Table 3 Ranking of the models using the TOPSIS method.

3.1.4 MethSemble-6mA server

A user-friendly server was built for hassle-free implementation of the model. The interface is given in Figure 4.

● File format: Provide the input file in fasta format.

● Sequence details: The sequence length of the input must be exactly 41nt, and it should not contain any ambiguous bases (“N”).

● Number of inputs: Users can provide multiple sequences in a multifasta file.

● Accession name: The accession name must be different for each sequence in the multifasta file.

FIGURE 4

Figure 4 Homepage of MethSemble-6mA.

3.2 6mA analysis of promoter region of LBD genes

3.2.1 6mA prediction in LBD gene promoters

After the fragmentation and removal of ambiguous sequences, a total of 9,614 fragments were obtained from the selected promoters of 279 LBD genes.
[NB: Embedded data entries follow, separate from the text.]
//! The compiler driver: the thin, hermetic entry point that strings the
//! three language phases together. It owns none of the language's logic —
//! lexing, parsing, and the fused analyzer/codegen pass all live in their
//! own crates — only argument parsing, file I/O, and exit-code mapping
//! belong here (spec.md §1, §12).

use std::io::Write;
use std::path::{Path, PathBuf};

use cqc_util::span::SourceMap;
use cqc_util::{CompileError, FileId};
use tracing::{info, info_span};

/// The options a single compile invocation needs: where to read from,
/// where to write to, and whether the thin binary should turn on verbose
/// tracing output (spec.md §12).
#[derive(Debug, Clone)]
pub struct Config {
    pub input: PathBuf,
    pub output: PathBuf,
    pub verbose: bool,
}

/// Strips preprocessor linemarkers (`# <line> "file" ...`, and any other
/// line whose first non-whitespace byte is `#`) that survive in
/// already-preprocessed input, replacing each with a blank line so token
/// locations in the rest of the file are unaffected (spec.md §6: "lines
/// beginning with `#` that survive must be stripped before the lexer sees
/// them"). `cpp`/`gcc -E` emit these linemarkers in their output; the lexer
/// itself has no rule for `#` and would otherwise reject them outright.
fn strip_preprocessor_lines(source: &str) -> String {
    source
        .lines()
        .map(|line| if line.trim_start().starts_with('#') { "" } else { line })
        .collect::<Vec<_>>()
        .join("\n")
}

/// Compiles `source` (already-preprocessed C-subset text, named `file_name`
/// for diagnostics) to QBE IR text written to `out`.
///
/// Hermetic and re-entrant (spec.md §5, §12): every call builds its own
/// token stream, AST arena, and symbol table, so calling this twice in one
/// process behaves exactly like two separate processes.
pub fn compile(source: &str, file_name: &str, out: &mut dyn Write) -> Result<(), CompileError> {
    let _span = info_span!("compile", file = file_name).entered();

    let source = strip_preprocessor_lines(source);
    let tokens = {
        let _lex = info_span!("lex").entered();
        let tokens = cqc_lex::tokenize(&source, FileId::DUMMY)?;
        info!(tokens = tokens.len(), "lexing complete");
        tokens
    };

    let ast = {
        let _parse = info_span!("parse").entered();
        let ast = cqc_par::parse_translation_unit(&tokens)?;
        info!(nodes = ast.len(), "parsing complete");
        ast
    };

    {
        let _emit = info_span!("analyze_and_emit").entered();
        cqc_gen::compile_to_qbe(&ast, out)?;
    }

    Ok(())
}

/// Reads `config.input`, compiles it, and writes QBE text to
/// `config.output`. On failure, renders the error against the source
/// (using [`SourceMap::format_span`] when the failure carries a real span)
/// and returns it for the caller to map to a process exit code.
pub fn run(config: &Config) -> anyhow::Result<()> {
    if config.verbose {
        info!(input = %config.input.display(), output = %config.output.display(), "starting compilation");
    }

    let source = std::fs::read_to_string(&config.input)
        .map_err(|e| anyhow::anyhow!("failed to read {}: {e}", config.input.display()))?;
    let file_name = display_name(&config.input);

    let mut buf = Vec::new();
    match compile(&source, &file_name, &mut buf) {
        Ok(()) => {
            std::fs::write(&config.output, &buf)
                .map_err(|e| anyhow::anyhow!("failed to write {}: {e}", config.output.display()))?;
            Ok(())
        }
        Err(err) => {
            let mut sources = SourceMap::new();
            sources.add_file(file_name, source);
            Err(anyhow::anyhow!(render_error(&err, &sources)))
        }
    }
}

fn render_error(err: &CompileError, sources: &SourceMap) -> String {
    if matches!(err, CompileError::Io(_)) {
        return err.to_string();
    }
    match sources.format_span(err.span()) {
        Some(snippet) => format!("error: {err}\n{snippet}"),
        None => format!("error: {err}"),
    }
}

fn display_name(path: &Path) -> String {
    path.to_string_lossy().into_owned()
}

#[cfg(test)]
mod tests {
    use super::*;

    #[test]
    fn linemarker_lines_are_blanked_not_removed() {
        let src = "# 1 \"foo.c\"\nint main(void) { return 0; }\n# 2 \"foo.c\"\n";
        let stripped = strip_preprocessor_lines(src);
        assert_eq!(stripped.lines().count(), src.lines().count());
        assert!(stripped.lines().all(|l| !l.trim_start().starts_with('#')));
    }

    #[test]
    fn indented_linemarker_is_also_stripped() {
        let src = "  # 5 \"bar.c\"\nint x;";
        let stripped = strip_preprocessor_lines(src);
        assert!(!stripped.contains('#'));
    }

    #[test]
    fn preprocessed_source_with_linemarkers_compiles() {
        let src = "# 1 \"t.c\"\nint main(void) {\n# 2 \"t.c\"\n    return 0;\n}\n";
        let mut out = Vec::new();
        compile(src, "t.c", &mut out).expect("linemarkers should be stripped before lexing");
        assert!(String::from_utf8(out).unwrap().contains("$main"));
    }
}
//! Fused type-checking and QBE code generation (spec.md §4.3, §4.4): the
//! compiler's third and last phase, run directly over the parser's AST.

pub mod emit;
pub mod qbe;

pub use emit::compile_to_qbe;
pub use qbe::{LabelCounter, Operand, QbeType, TempCounter, Writer};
When prediction was performed by taking rice as a model plant, 1,246 fragments out of 9,614 fragments were found to be methylated. However, when prediction was performed by taking Arabidopsis as a model plant, 1,173 fragments out of 9,614 fragments were found to be methylated. After taking the common methylation sites, a total number of 1026 methylated fragments were obtained. Species-wise frequency of 6mA sites is given in Table 4.

TABLE 4

Table 4 Frequency of 6mA sites in upstream promoter regions of LBD-containing genes in selected species under study.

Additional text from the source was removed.